Sinus lifts are performed within our office. Our oral surgeon can complete the procedure with the help of local anesthesia and, if necessary, sedation methods.
Post-Op Sinus Precautions
After your procedure, we recommend the following to help ensure healing:
- Avoid any hot drinks in the two days following your procedure.
- Avoid smoking after your procedure for one to two weeks.
- Do not suck through straws for one week following your sinus lift.
- Try to make sure you take care to gently blow your nose and do not close your mouth while sneezing.
- Gently rinse your mouth and avoid spitting with any force.
Please let us know if you have any questions following your sinus lift procedure and call 910-509-1422.
The nerve repositioning procedure allows our oral surgeon to make room for a dental implant. The inferior alveolar nerve runs through the lower back of the jaw, underneath the molars. While we try to avoid this procedure as much as possible, sometimes it is necessary in order to complete an implant.
During the procedure, a portion of the cheek will be removed in order to access the nerve bundle. Once the nerves and vessels are isolated, they are shifted out of the way while the implants are placed.
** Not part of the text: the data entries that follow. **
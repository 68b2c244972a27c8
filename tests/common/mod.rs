//! Scripted in-process transport shared by the integration tests.
#![allow(dead_code)]

use std::collections::HashSet;
use std::sync::atomic::{AtomicBool, AtomicU64, AtomicUsize, Ordering};
use std::sync::{Arc, Mutex};
use std::time::Duration;

use async_trait::async_trait;
use sql_resilient::prelude::*;
use sql_resilient::{Connection, ConnectionFault, Connector, FaultSink, PreparedHandle};
use tokio::sync::watch;

pub fn init_tracing() {
    let _ = tracing_subscriber::fmt()
        .with_env_filter(
            tracing_subscriber::EnvFilter::try_from_default_env()
                .unwrap_or_else(|_| tracing_subscriber::EnvFilter::new("warn")),
        )
        .with_test_writer()
        .try_init();
}

/// Observable fake database. Clones share state.
#[derive(Clone)]
pub struct ScriptedDb {
    shared: Arc<Shared>,
}

struct Shared {
    connects: AtomicUsize,
    failing_connects: AtomicUsize,
    destroyed: AtomicUsize,
    next_id: AtomicU64,
    prepares: Mutex<Vec<String>>,
    executed: Mutex<Vec<String>>,
    failing_sql: Mutex<HashSet<String>>,
    gate: watch::Sender<bool>,
    connect_gate: watch::Sender<bool>,
    last_sink: Mutex<Option<FaultSink>>,
}

impl Default for ScriptedDb {
    fn default() -> Self {
        let (gate, _) = watch::channel(true);
        let (connect_gate, _) = watch::channel(true);
        Self {
            shared: Arc::new(Shared {
                connects: AtomicUsize::new(0),
                failing_connects: AtomicUsize::new(0),
                destroyed: AtomicUsize::new(0),
                next_id: AtomicU64::new(1),
                prepares: Mutex::new(Vec::new()),
                executed: Mutex::new(Vec::new()),
                failing_sql: Mutex::new(HashSet::new()),
                gate,
                connect_gate,
                last_sink: Mutex::new(None),
            }),
        }
    }
}

impl ScriptedDb {
    pub fn manager(&self) -> ConnectionManager {
        self.manager_with(DriverOptions::new())
    }

    pub fn manager_with(&self, options: DriverOptions) -> ConnectionManager {
        ConnectionManager::new(
            ScriptedConnector { db: self.clone() },
            ConnectionParams::new().host("scripted").database("testing"),
            options.with_reconnect_delay(Duration::from_millis(50)),
        )
    }

    pub fn connects(&self) -> usize {
        self.shared.connects.load(Ordering::SeqCst)
    }

    pub fn destroyed(&self) -> usize {
        self.shared.destroyed.load(Ordering::SeqCst)
    }

    /// Fail the next `count` connection attempts.
    pub fn fail_next_connects(&self, count: usize) {
        self.shared.failing_connects.store(count, Ordering::SeqCst);
    }

    /// PREPARE and ad-hoc execution of `sql` fail with a parse error.
    pub fn reject_sql(&self, sql: &str) {
        self.shared.failing_sql.lock().unwrap().insert(sql.to_owned());
    }

    pub fn prepares_of(&self, sql: &str) -> usize {
        self.shared
            .prepares
            .lock()
            .unwrap()
            .iter()
            .filter(|s| s.as_str() == sql)
            .count()
    }

    pub fn prepare_count(&self) -> usize {
        self.shared.prepares.lock().unwrap().len()
    }

    pub fn executed(&self) -> Vec<String> {
        self.shared.executed.lock().unwrap().clone()
    }

    /// Block every PREPARE until [`ScriptedDb::release_prepares`].
    pub fn hold_prepares(&self) {
        self.shared.gate.send_replace(false);
    }

    pub fn release_prepares(&self) {
        self.shared.gate.send_replace(true);
    }

    /// Block every raw connect until [`ScriptedDb::release_connects`].
    pub fn hold_connects(&self) {
        self.shared.connect_gate.send_replace(false);
    }

    pub fn release_connects(&self) {
        self.shared.connect_gate.send_replace(true);
    }

    /// Report a connection-fatal error on the most recent connection.
    pub fn inject_fault(&self) {
        if let Some(sink) = self.shared.last_sink.lock().unwrap().as_ref() {
            sink.report(ConnectionFault::new(
                "PROTOCOL_CONNECTION_LOST",
                "Connection lost: The server closed the connection.",
            ));
        }
    }
}

pub struct ScriptedConnector {
    db: ScriptedDb,
}

#[async_trait]
impl Connector for ScriptedConnector {
    async fn connect(
        &self,
        _params: &ConnectionParams,
        faults: FaultSink,
    ) -> Result<Arc<dyn Connection>, DriverError> {
        let shared = &self.db.shared;
        shared.connects.fetch_add(1, Ordering::SeqCst);
        let mut gate = shared.connect_gate.subscribe();
        let _ = gate.wait_for(|open| *open).await;
        let fail = shared
            .failing_connects
            .fetch_update(Ordering::SeqCst, Ordering::SeqCst, |n| n.checked_sub(1))
            .is_ok();
        if fail {
            return Err(DriverError::transport("ECONNREFUSED", "connect ECONNREFUSED"));
        }
        *shared.last_sink.lock().unwrap() = Some(faults);
        Ok(Arc::new(ScriptedConnection {
            id: shared.next_id.fetch_add(1, Ordering::SeqCst),
            db: self.db.clone(),
            destroyed: Arc::new(AtomicBool::new(false)),
        }))
    }
}

struct ScriptedConnection {
    id: u64,
    db: ScriptedDb,
    destroyed: Arc<AtomicBool>,
}

impl ScriptedConnection {
    fn check(&self, sql: &str) -> Result<(), DriverError> {
        if self.destroyed.load(Ordering::SeqCst) {
            return Err(DriverError::ConnectionError("connection destroyed".into()));
        }
        if self.db.shared.failing_sql.lock().unwrap().contains(sql) {
            return Err(DriverError::transport("ER_PARSE_ERROR", "You have an error in your SQL syntax"));
        }
        Ok(())
    }

    fn record(&self, sql: &str) {
        self.db.shared.executed.lock().unwrap().push(sql.to_owned());
    }
}

#[async_trait]
impl Connection for ScriptedConnection {
    fn id(&self) -> u64 {
        self.id
    }

    async fn execute(&self, sql: &str, _params: Vec<SqlValue>) -> Result<QueryResult, DriverError> {
        self.check(sql)?;
        self.record(sql);
        Ok(QueryResult::affected(1, None))
    }

    async fn prepare(&self, sql: &str) -> Result<Arc<dyn PreparedHandle>, DriverError> {
        self.db.shared.prepares.lock().unwrap().push(sql.to_owned());
        let mut gate = self.db.shared.gate.subscribe();
        let _ = gate.wait_for(|open| *open).await;
        self.check(sql)?;
        Ok(Arc::new(ScriptedPrepared {
            sql: sql.to_owned(),
            db: self.db.clone(),
            destroyed: Arc::clone(&self.destroyed),
        }))
    }

    async fn begin_transaction(&self) -> Result<(), DriverError> {
        self.check("BEGIN")?;
        self.record("BEGIN");
        Ok(())
    }

    async fn commit(&self) -> Result<(), DriverError> {
        self.check("COMMIT")?;
        self.record("COMMIT");
        Ok(())
    }

    async fn rollback(&self) -> Result<(), DriverError> {
        self.check("ROLLBACK")?;
        self.record("ROLLBACK");
        Ok(())
    }

    fn destroy(&self) {
        if !self.destroyed.swap(true, Ordering::SeqCst) {
            self.db.shared.destroyed.fetch_add(1, Ordering::SeqCst);
        }
    }
}

struct ScriptedPrepared {
    sql: String,
    db: ScriptedDb,
    destroyed: Arc<AtomicBool>,
}

#[async_trait]
impl PreparedHandle for ScriptedPrepared {
    fn id(&self) -> u64 {
        0
    }

    async fn execute(&self, _params: Vec<SqlValue>) -> Result<QueryResult, DriverError> {
        if self.destroyed.load(Ordering::SeqCst) {
            return Err(DriverError::ConnectionError("connection destroyed".into()));
        }
        self.db.shared.executed.lock().unwrap().push(self.sql.clone());
        Ok(QueryResult::affected(1, None))
    }
}

/// Poll `condition` until it holds, failing the test after two seconds.
pub async fn eventually(what: &str, condition: impl Fn() -> bool) {
    let deadline = tokio::time::Instant::now() + Duration::from_secs(2);
    while !condition() {
        assert!(tokio::time::Instant::now() < deadline, "timed out waiting for {what}");
        tokio::time::sleep(Duration::from_millis(5)).await;
    }
}

/// `wait_connect` with a timeout so a broken manager fails instead of hanging.
pub async fn connected(manager: &ConnectionManager) {
    tokio::time::timeout(Duration::from_secs(2), manager.wait_connect())
        .await
        .expect("manager did not connect in time");
}
//! Deterministic serialization and content hashing.
//!
//! Two structurally-equal JSON values always render to the same bytes regardless of the
//! order their object keys were inserted in, which is what makes the synchronizer's
//! hash-based equality work.

use serde_json::{Map, Value as JsonValue};
use sha2::{Digest, Sha256};

/// Render a JSON value with object keys sorted at every depth and no insignificant whitespace.
// Sorts explicitly: `serde_json::Map` keeps insertion order once any crate in the graph
// enables `preserve_order`.
#[must_use]
pub fn canonical_json(value: &JsonValue) -> String {
    let mut out = String::new();
    write_canonical(value, &mut out);
    out
}

fn write_canonical(value: &JsonValue, out: &mut String) {
    match value {
        JsonValue::Object(map) => {
            let mut keys: Vec<&String> = map.keys().collect();
            keys.sort();
            out.push('{');
            for (i, key) in keys.into_iter().enumerate() {
                if i > 0 {
                    out.push(',');
                }
                out.push_str(&JsonValue::String(key.clone()).to_string());
                out.push(':');
                write_canonical(&map[key], out);
            }
            out.push('}');
        }
        JsonValue::Array(items) => {
            out.push('[');
            for (i, item) in items.iter().enumerate() {
                if i > 0 {
                    out.push(',');
                }
                write_canonical(item, out);
            }
            out.push(']');
        }
        scalar => out.push_str(&scalar.to_string()),
    }
}

/// SHA-256 over the canonical rendering of `fields`, as lowercase hex.
#[must_use]
pub fn content_hash(fields: &Map<String, JsonValue>) -> String {
    let canonical = canonical_json(&JsonValue::Object(fields.clone()));
    hex::encode(Sha256::digest(canonical.as_bytes()))
}
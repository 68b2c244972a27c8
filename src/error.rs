use thiserror::Error;

/// Errors surfaced by the connection manager, its statement cache and the transports.
///
/// The type is `Clone` because a single failed preparation is delivered to every caller
/// waiting on that statement.
#[derive(Debug, Clone, Error)]
pub enum DriverError {
    /// No physical connection is currently available.
    #[error("NOT CONNECTED")]
    NotConnected,

    /// The statement lost its prepared handle between preparation and execution.
    #[error("statement not prepared: {0}")]
    NotPrepared(String),

    /// The physical connection went away underneath an operation.
    #[error("Connection error: {0}")]
    ConnectionError(String),

    /// Failure reported by the underlying transport.
    #[error("Transport error [{code}]: {message}")]
    TransportError { code: String, message: String },

    /// A PREPARE call failed; delivered to every waiter queued on the statement.
    #[error("failed to prepare `{sql}`: {source}")]
    PreparationError {
        sql: String,
        #[source]
        source: Box<DriverError>,
    },

    #[error("SQL execution error: {0}")]
    ExecutionError(String),

    #[error("Configuration error: {0}")]
    ConfigError(String),

    #[error("Parameter conversion error: {0}")]
    ParameterError(String),

    #[error("Other database error: {0}")]
    Other(String),
}

impl DriverError {
    /// Build a transport error from a code and message.
    pub fn transport(code: impl Into<String>, message: impl Into<String>) -> Self {
        DriverError::TransportError {
            code: code.into(),
            message: message.into(),
        }
    }

    /// True when the failure was caused by a missing or lost connection, including
    /// preparations that failed for that reason.
    #[must_use]
    pub fn is_connection_error(&self) -> bool {
        match self {
            DriverError::NotConnected | DriverError::ConnectionError(_) => true,
            DriverError::PreparationError { source, .. } => source.is_connection_error(),
            _ => false,
        }
    }
}

#[cfg(feature = "sqlite")]
impl From<rusqlite::Error> for DriverError {
    fn from(err: rusqlite::Error) -> Self {
        let code = match &err {
            rusqlite::Error::SqliteFailure(failure, _) => sqlite_code_name(failure.extended_code),
            _ => "SQLITE_ERROR".to_string(),
        };
        DriverError::TransportError {
            code,
            message: err.to_string(),
        }
    }
}

/// Name of the primary result code (the low byte of an extended code).
#[cfg(feature = "sqlite")]
fn sqlite_code_name(extended_code: i32) -> String {
    use rusqlite::ffi;

    let name = match extended_code & 0xff {
        ffi::SQLITE_ERROR => "SQLITE_ERROR",
        ffi::SQLITE_INTERNAL => "SQLITE_INTERNAL",
        ffi::SQLITE_PERM => "SQLITE_PERM",
        ffi::SQLITE_ABORT => "SQLITE_ABORT",
        ffi::SQLITE_BUSY => "SQLITE_BUSY",
        ffi::SQLITE_LOCKED => "SQLITE_LOCKED",
        ffi::SQLITE_NOMEM => "SQLITE_NOMEM",
        ffi::SQLITE_READONLY => "SQLITE_READONLY",
        ffi::SQLITE_INTERRUPT => "SQLITE_INTERRUPT",
        ffi::SQLITE_IOERR => "SQLITE_IOERR",
        ffi::SQLITE_CORRUPT => "SQLITE_CORRUPT",
        ffi::SQLITE_NOTFOUND => "SQLITE_NOTFOUND",
        ffi::SQLITE_FULL => "SQLITE_FULL",
        ffi::SQLITE_CANTOPEN => "SQLITE_CANTOPEN",
        ffi::SQLITE_PROTOCOL => "SQLITE_PROTOCOL",
        ffi::SQLITE_SCHEMA => "SQLITE_SCHEMA",
        ffi::SQLITE_TOOBIG => "SQLITE_TOOBIG",
        ffi::SQLITE_CONSTRAINT => "SQLITE_CONSTRAINT",
        ffi::SQLITE_MISMATCH => "SQLITE_MISMATCH",
        ffi::SQLITE_MISUSE => "SQLITE_MISUSE",
        ffi::SQLITE_NOLFS => "SQLITE_NOLFS",
        ffi::SQLITE_AUTH => "SQLITE_AUTH",
        ffi::SQLITE_RANGE => "SQLITE_RANGE",
        ffi::SQLITE_NOTADB => "SQLITE_NOTADB",
        primary => return format!("SQLITE_{primary}"),
    };
    name.to_string()
}
use chrono::NaiveDateTime;
use serde_json::Value as JsonValue;

use crate::canonical::canonical_json;

/// Values that can be bound as statement parameters or read back from a row.
///
/// One enum for every transport so callers never branch on driver types:
/// ```rust
/// use sql_resilient::prelude::*;
///
/// let params = vec![
///     SqlValue::Int(1),
///     SqlValue::Text("alice".into()),
///     SqlValue::from(None::<i64>),
/// ];
/// # let _ = params;
/// ```
#[derive(Debug, Clone, PartialEq)]
pub enum SqlValue {
    /// NULL value
    Null,
    /// Integer value (64-bit)
    Int(i64),
    /// Floating point value (64-bit)
    Float(f64),
    /// Text/string value
    Text(String),
    /// Boolean value
    Bool(bool),
    /// Timestamp value
    Timestamp(NaiveDateTime),
    /// Structured JSON value; objects and arrays are bound as canonical text
    Json(JsonValue),
    /// Binary data
    Blob(Vec<u8>),
}

impl SqlValue {
    #[must_use]
    pub fn is_null(&self) -> bool {
        matches!(self, Self::Null)
    }

    #[must_use]
    pub fn as_int(&self) -> Option<i64> {
        if let SqlValue::Int(value) = self {
            Some(*value)
        } else {
            None
        }
    }

    #[must_use]
    pub fn as_text(&self) -> Option<&str> {
        if let SqlValue::Text(value) = self {
            Some(value)
        } else {
            None
        }
    }

    #[must_use]
    pub fn as_float(&self) -> Option<f64> {
        match self {
            SqlValue::Float(value) => Some(*value),
            #[allow(clippy::cast_precision_loss)]
            SqlValue::Int(value) => Some(*value as f64),
            _ => None,
        }
    }

    #[must_use]
    pub fn as_bool(&self) -> Option<bool> {
        match self {
            SqlValue::Bool(value) => Some(*value),
            SqlValue::Int(1) => Some(true),
            SqlValue::Int(0) => Some(false),
            _ => None,
        }
    }

    #[must_use]
    pub fn as_blob(&self) -> Option<&[u8]> {
        if let SqlValue::Blob(bytes) = self {
            Some(bytes)
        } else {
            None
        }
    }

    /// JSON view of the value, as used for content hashing.
    ///
    /// Booleans become `0`/`1` because databases hand them back as integers; timestamps use
    /// the `%F %T%.f` text form and blobs are hex encoded.
    #[must_use]
    pub fn to_json(&self) -> JsonValue {
        match self {
            SqlValue::Null => JsonValue::Null,
            SqlValue::Int(i) => JsonValue::from(*i),
            SqlValue::Float(f) => {
                serde_json::Number::from_f64(*f).map_or(JsonValue::Null, JsonValue::Number)
            }
            SqlValue::Text(s) => JsonValue::String(s.clone()),
            SqlValue::Bool(b) => JsonValue::from(i64::from(*b)),
            SqlValue::Timestamp(dt) => JsonValue::String(dt.format("%F %T%.f").to_string()),
            SqlValue::Json(value) => value.clone(),
            SqlValue::Blob(bytes) => JsonValue::String(hex::encode(bytes)),
        }
    }
}

impl From<i64> for SqlValue {
    fn from(value: i64) -> Self {
        SqlValue::Int(value)
    }
}

impl From<i32> for SqlValue {
    fn from(value: i32) -> Self {
        SqlValue::Int(i64::from(value))
    }
}

impl From<f64> for SqlValue {
    fn from(value: f64) -> Self {
        SqlValue::Float(value)
    }
}

impl From<bool> for SqlValue {
    fn from(value: bool) -> Self {
        SqlValue::Bool(value)
    }
}

impl From<String> for SqlValue {
    fn from(value: String) -> Self {
        SqlValue::Text(value)
    }
}

impl From<&str> for SqlValue {
    fn from(value: &str) -> Self {
        SqlValue::Text(value.to_owned())
    }
}

impl From<NaiveDateTime> for SqlValue {
    fn from(value: NaiveDateTime) -> Self {
        SqlValue::Timestamp(value)
    }
}

impl From<Vec<u8>> for SqlValue {
    fn from(value: Vec<u8>) -> Self {
        SqlValue::Blob(value)
    }
}

/// Absent values bind as SQL NULL.
impl<T: Into<SqlValue>> From<Option<T>> for SqlValue {
    fn from(value: Option<T>) -> Self {
        value.map_or(SqlValue::Null, Into::into)
    }
}

/// JSON scalars map onto the matching scalar; objects and arrays stay structured until
/// [`massage_value`] renders them.
impl From<JsonValue> for SqlValue {
    fn from(value: JsonValue) -> Self {
        match value {
            JsonValue::Null => SqlValue::Null,
            JsonValue::Bool(b) => SqlValue::Bool(b),
            JsonValue::Number(n) => match n.as_i64() {
                Some(i) => SqlValue::Int(i),
                None => n.as_f64().map_or(SqlValue::Null, SqlValue::Float),
            },
            JsonValue::String(s) => SqlValue::Text(s),
            structured @ (JsonValue::Array(_) | JsonValue::Object(_)) => SqlValue::Json(structured),
        }
    }
}

/// Canonicalize one parameter before binding.
#[must_use]
pub fn massage_value(value: SqlValue) -> SqlValue {
    match value {
        SqlValue::Json(json) => match json {
            structured @ (JsonValue::Array(_) | JsonValue::Object(_)) => {
                SqlValue::Text(canonical_json(&structured))
            }
            scalar => massage_value(SqlValue::from(scalar)),
        },
        other => other,
    }
}

/// Canonicalize a parameter list: structurally-equal objects always bind byte-identical text.
#[must_use]
pub fn massage_params(params: &[SqlValue]) -> Vec<SqlValue> {
    params.iter().cloned().map(massage_value).collect()
}
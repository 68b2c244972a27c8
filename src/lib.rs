//! Self-healing access to one SQL database.
//!
//! A [`ConnectionManager`] owns a single physical connection. It opens it in the background,
//! runs migration hooks, prepares every cached [`Statement`] and then announces readiness.
//! When the connection dies it tears everything down and retries on a fixed delay, so
//! callers hold on to managers and statements across outages instead of reopening them.
//!
//! ```rust,no_run
//! use sql_resilient::prelude::*;
//!
//! # async fn run() -> Result<(), DriverError> {
//! let params = ConnectionParams::new().database("app.db");
//! let manager = ConnectionManager::new(SqliteConnector, params, DriverOptions::default());
//! manager.on_migrate(|db| async move {
//!     db.execute_sql("CREATE TABLE IF NOT EXISTS t (id INTEGER PRIMARY KEY, name TEXT)", &[])
//!         .await
//!         .map(|_| ())
//! });
//! manager.connect()?;
//! manager.wait_connect().await;
//!
//! let insert = manager.statement("INSERT INTO t (name) VALUES (?)");
//! insert.execute(&[SqlValue::from("alice")]).await?;
//! # Ok(())
//! # }
//! ```

pub mod canonical;
pub mod config;
pub mod error;
pub mod manager;
pub mod prelude;
pub mod results;
pub mod statement;
pub mod synchronizer;
pub mod transport;
pub mod types;

#[cfg(feature = "sqlite")]
pub mod sqlite;

pub use config::{ConnectionParams, DriverOptions};
pub use error::DriverError;
pub use manager::{ConnectionManager, StatementCall};
pub use results::{QueryResult, Row};
pub use statement::Statement;
pub use synchronizer::{SyncItem, SyncOutcome, TableSynchronizer};
pub use transport::{Connection, ConnectionFault, Connector, FaultSink, PreparedHandle};
pub use types::SqlValue;
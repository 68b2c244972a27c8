use rusqlite::types::Value;
use rusqlite::{Statement, ToSql};

use crate::results::QueryResult;

use super::params::from_sqlite_value;

/// Run a prepared rusqlite statement.
///
/// Statements that produce columns are read into rows. Anything else is executed and
/// reported as an affected-row count, with the last insert rowid for INSERT/REPLACE.
pub(crate) fn run_statement(
    conn: &rusqlite::Connection,
    stmt: &mut Statement<'_>,
    sql: &str,
    params: &[Value],
) -> rusqlite::Result<QueryResult> {
    let param_refs: Vec<&dyn ToSql> = params.iter().map(|v| v as &dyn ToSql).collect();

    if stmt.column_count() == 0 {
        let changed = stmt.execute(&param_refs[..])?;
        let last_insert_id = is_insert(sql).then(|| conn.last_insert_rowid());
        return Ok(QueryResult::affected(changed as u64, last_insert_id));
    }

    let column_names: Vec<String> = stmt
        .column_names()
        .iter()
        .map(std::string::ToString::to_string)
        .collect();
    let col_count = column_names.len();
    let mut result = QueryResult::with_columns(column_names, 10);

    let mut rows = stmt.query(&param_refs[..])?;
    while let Some(row) = rows.next()? {
        let mut values = Vec::with_capacity(col_count);
        for idx in 0..col_count {
            values.push(from_sqlite_value(row.get::<_, Value>(idx)?));
        }
        result.push_row(values);
    }
    Ok(result)
}

fn is_insert(sql: &str) -> bool {
    let head: String = sql
        .trim_start()
        .chars()
        .take(7)
        .collect::<String>()
        .to_ascii_uppercase();
    head.starts_with("INSERT") || head.starts_with("REPLACE")
}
They will then be placed over the restoration and covered with bone grafting material.
Depending on the individual, the implant placement and nerve repositioning may be performed simultaneously or at different times. The bone grafting material may also come from a variety of sources: the patient themselves, donated tissue or from a synthetic source. Bone morphogenetic proteins may also be used to promote healing and bone growth.
Nerve repositioning procedures are completed at a surgical suite outside of the Semmel Oral and Facial Surgery office. The surgery requires the patient to undergo general anesthesia or IV sedation, with a day of bed rest and a week of limited activity following their appointment.
If a tooth has been damaged by infection, injury or disease, tooth extraction may be necessary. Following an extraction, the bone can be reabsorbed by the body and cause the gums and soft tissue to shrink. In order to prevent bone loss and collapsing the shape of the face, our oral surgeon may recommend a socket preservation procedure.
If the bone of the jaw shrinks or becomes deformed, it can prevent the patient from receiving a dental restoration — from dental implants to dentures and bridges. Socket preservation helps prevent bone loss and helps ensure a successful restoration.
Our office uses several different procedures to help preserve an extraction site. Commonly, our oral surgeon will use bone tissue or synthetic material to fill in the empty socket. The surgical site will then be covered. After the site has healed, it can then be used to support a dental implant or other restoration. Check with our oral surgeon to see if you are a candidate for socket preservation.